The stock rose 10% on Monday, outpacing other crypto-related stocks, and the stock is up 86% over the past month, but is still down significantly since the peak of the post-IPO frenzy last summer.
Japanese bank Mizuho said part of the circle’s rise reflected higher oil prices as tensions in the Middle East escalated. Rising oil prices could reignite inflationary pressures and reduce expectations for Fed rate cuts.
All else being equal, stablecoin issuers are likely to benefit from higher interest rates resulting in higher yields on their invested funds.
Indeed, oil prices have soared since fighting broke out in the Gulf, with WTI crude up about 35% since February 28th.
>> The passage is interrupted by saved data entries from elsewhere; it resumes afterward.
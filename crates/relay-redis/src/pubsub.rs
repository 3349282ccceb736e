//! Pub/Sub support
//!
//! Subscriptions need a dedicated connection; the managed command connection
//! cannot enter subscriber mode.

use crate::{RedisClient, Result};
use redis::aio::PubSub;

impl RedisClient {
    /// Open a fresh pub/sub connection subscribed to `channel`
    ///
    /// Every call creates a new connection, so a broken subscription is
    /// replaced by dropping it and calling this again.
    pub async fn subscribe(&self, channel: &str) -> Result<PubSub> {
        let mut pubsub = self.client().get_async_pubsub().await?;
        pubsub.subscribe(channel).await?;
        tracing::debug!(channel = %channel, "Subscribed to Redis channel");
        Ok(pubsub)
    }

    /// PUBLISH - Send a message to a channel, returning the receiver count
    pub async fn publish(&mut self, channel: &str, payload: &str) -> Result<i64> {
        redis::cmd("PUBLISH")
            .arg(channel)
            .arg(payload)
            .query_async(self.connection_mut())
            .await
    }
}

#[cfg(test)]
mod tests {
    use super::*;
    use futures_util::StreamExt;
    use serial_test::serial;
    use std::time::Duration;

    #[tokio::test]
    #[ignore] // Requires Redis
    #[serial]
    async fn test_subscribe_receives_published_payload() -> Result<()> {
        let url =
            std::env::var("REDIS_URL").unwrap_or_else(|_| "redis://127.0.0.1:6379".to_string());
        let mut client = RedisClient::connect(&url).await?;

        let pubsub = client.subscribe("relay_test:channel").await?;
        let mut messages = pubsub.into_on_message();

        client.publish("relay_test:channel", "gen-key:7").await?;

        let msg = tokio::time::timeout(Duration::from_secs(2), messages.next())
            .await
            .expect("no message within 2s")
            .expect("stream ended");
        let payload: String = msg.get_payload()?;
        assert_eq!(payload, "gen-key:7");
        Ok(())
    }
}
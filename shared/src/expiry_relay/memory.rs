// ============================================================================
// In-Memory Keyspace
// ============================================================================
//
// A process-local stand-in for the Redis keyspace: TTL-bearing records, the
// conditional claim write, and a fan-out expiration feed. Used by tests and
// single-process runs; every subscriber sees every expiration, exactly like
// keyspace notifications.
//
// Expiry is driven by tokio timers, so tests running with a paused clock
// control it deterministically. Reads also treat a passed deadline as absent,
// the way Redis expires lazily on access.
//
// Fault injection:
// - `drop_subscriptions()` ends every live feed (connection killed)
// - `set_available(false)` fails subscribes and writes (server unreachable)
//
// ============================================================================

use crate::dedup::ClaimStore;
use crate::generator::TtlStore;
use crate::listener::{ExpirationSource, NotificationStream};
use async_trait::async_trait;
use relay_error::{RelayError, RelayResult};
use std::collections::HashMap;
use std::sync::{Arc, Mutex, MutexGuard};
use std::time::Duration;
use tokio::sync::mpsc;
use tokio::time::Instant;
use tokio_stream::wrappers::UnboundedReceiverStream;

const DEFAULT_EXPIRED_CHANNEL: &str = "__keyevent@0__:expired";

struct Record {
    value: String,
    deadline: Instant,
    version: u64,
}

#[derive(Default)]
struct KeyspaceState {
    records: HashMap<String, Record>,
    next_version: u64,
    subscribers: Vec<(String, mpsc::UnboundedSender<RelayResult<String>>)>,
    unavailable: bool,
}

#[derive(Clone)]
pub struct MemoryKeyspace {
    state: Arc<Mutex<KeyspaceState>>,
    expired_channel: String,
}

impl Default for MemoryKeyspace {
    fn default() -> Self {
        Self::new(DEFAULT_EXPIRED_CHANNEL)
    }
}

impl MemoryKeyspace {
    pub fn new(expired_channel: impl Into<String>) -> Self {
        Self {
            state: Arc::new(Mutex::new(KeyspaceState::default())),
            expired_channel: expired_channel.into(),
        }
    }

    fn lock(&self) -> MutexGuard<'_, KeyspaceState> {
        // A panic while holding the lock leaves plain data behind; keep going
        self.state.lock().unwrap_or_else(|poisoned| poisoned.into_inner())
    }

    fn check_available(state: &KeyspaceState) -> RelayResult<()> {
        if state.unavailable {
            return Err(RelayError::Io(std::io::Error::new(
                std::io::ErrorKind::ConnectionRefused,
                "keyspace unavailable",
            )));
        }
        Ok(())
    }

    /// Insert or overwrite `key` and arm its expiry timer
    fn insert(&self, state: &mut KeyspaceState, key: &str, value: String, ttl: Duration) {
        state.next_version += 1;
        let version = state.next_version;
        state.records.insert(
            key.to_string(),
            Record {
                value,
                deadline: Instant::now() + ttl,
                version,
            },
        );

        let keyspace = self.clone();
        let key = key.to_string();
        tokio::spawn(async move {
            tokio::time::sleep(ttl).await;
            keyspace.expire(&key, version);
        });
    }

    /// Remove `key` if it is still the same write, then notify subscribers
    fn expire(&self, key: &str, version: u64) {
        let mut state = self.lock();
        let current = state.records.get(key).map(|r| r.version);
        if current != Some(version) {
            return;
        }
        state.records.remove(key);
        self.broadcast(&mut state, key);
    }

    fn broadcast(&self, state: &mut KeyspaceState, key: &str) {
        let channel = &self.expired_channel;
        state.subscribers.retain(|(subscribed, tx)| {
            subscribed != channel || tx.send(Ok(key.to_string())).is_ok()
        });
    }

    /// Publish an expiration without touching the records
    pub fn notify_expired(&self, key: &str) {
        let mut state = self.lock();
        self.broadcast(&mut state, key);
    }

    pub fn contains(&self, key: &str) -> bool {
        let state = self.lock();
        state
            .records
            .get(key)
            .is_some_and(|r| r.deadline > Instant::now())
    }

    pub fn get(&self, key: &str) -> Option<String> {
        let state = self.lock();
        state
            .records
            .get(key)
            .filter(|r| r.deadline > Instant::now())
            .map(|r| r.value.clone())
    }

    /// Live feeds, counting only those whose receiver is still held
    pub fn subscriber_count(&self) -> usize {
        let mut state = self.lock();
        let channel = &self.expired_channel;
        state.subscribers.retain(|(_, tx)| !tx.is_closed());
        state
            .subscribers
            .iter()
            .filter(|(subscribed, _)| subscribed == channel)
            .count()
    }

    /// End every live feed, as if the server closed the connections
    pub fn drop_subscriptions(&self) {
        self.lock().subscribers.clear();
    }

    /// Simulate the server becoming unreachable (or reachable again)
    ///
    /// Going unavailable also drops every live feed.
    pub fn set_available(&self, available: bool) {
        let mut state = self.lock();
        state.unavailable = !available;
        if !available {
            state.subscribers.clear();
        }
    }
}

#[async_trait]
impl ClaimStore for MemoryKeyspace {
    async fn set_if_absent(&self, key: &str, ttl: Duration) -> RelayResult<bool> {
        let mut state = self.lock();
        Self::check_available(&state)?;

        let live = state
            .records
            .get(key)
            .is_some_and(|r| r.deadline > Instant::now());
        if live {
            return Ok(false);
        }
        self.insert(&mut state, key, "1".to_string(), ttl);
        Ok(true)
    }
}

#[async_trait]
impl TtlStore for MemoryKeyspace {
    async fn put_with_ttl(&self, key: &str, value: &str, ttl: Duration) -> RelayResult<()> {
        let mut state = self.lock();
        Self::check_available(&state)?;
        self.insert(&mut state, key, value.to_string(), ttl);
        Ok(())
    }
}

#[async_trait]
impl ExpirationSource for MemoryKeyspace {
    async fn subscribe(&self, channel: &str) -> RelayResult<NotificationStream> {
        let mut state = self.lock();
        Self::check_available(&state)?;

        let (tx, rx) = mpsc::unbounded_channel();
        state.subscribers.push((channel.to_string(), tx));
        Ok(Box::pin(UnboundedReceiverStream::new(rx)))
    }
}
Rising energy prices tend to increase inflation, potentially limiting central banks’ ability to cut interest rates.
Positioning certainly plays a role.
The company reported solid growth in USDC supply in its fourth-quarter results, but analysts said the size of the move likely reflected crowded short-sale trading ahead of the announcement.
“The magnitude of this move wasn’t just about the headline numbers; positioning was the real catalyst,” said Markus Thielen, founder of 10x Research.
Hedge funds had piled up significant bearish bets ahead of this report, according to his data. This setup created what Thielen described as “a high-probability short squeeze rather than a fundamental revaluation.”
Short interest currently stands at about 13% of the float, which is about two days worth of coverage, according to FactSet data.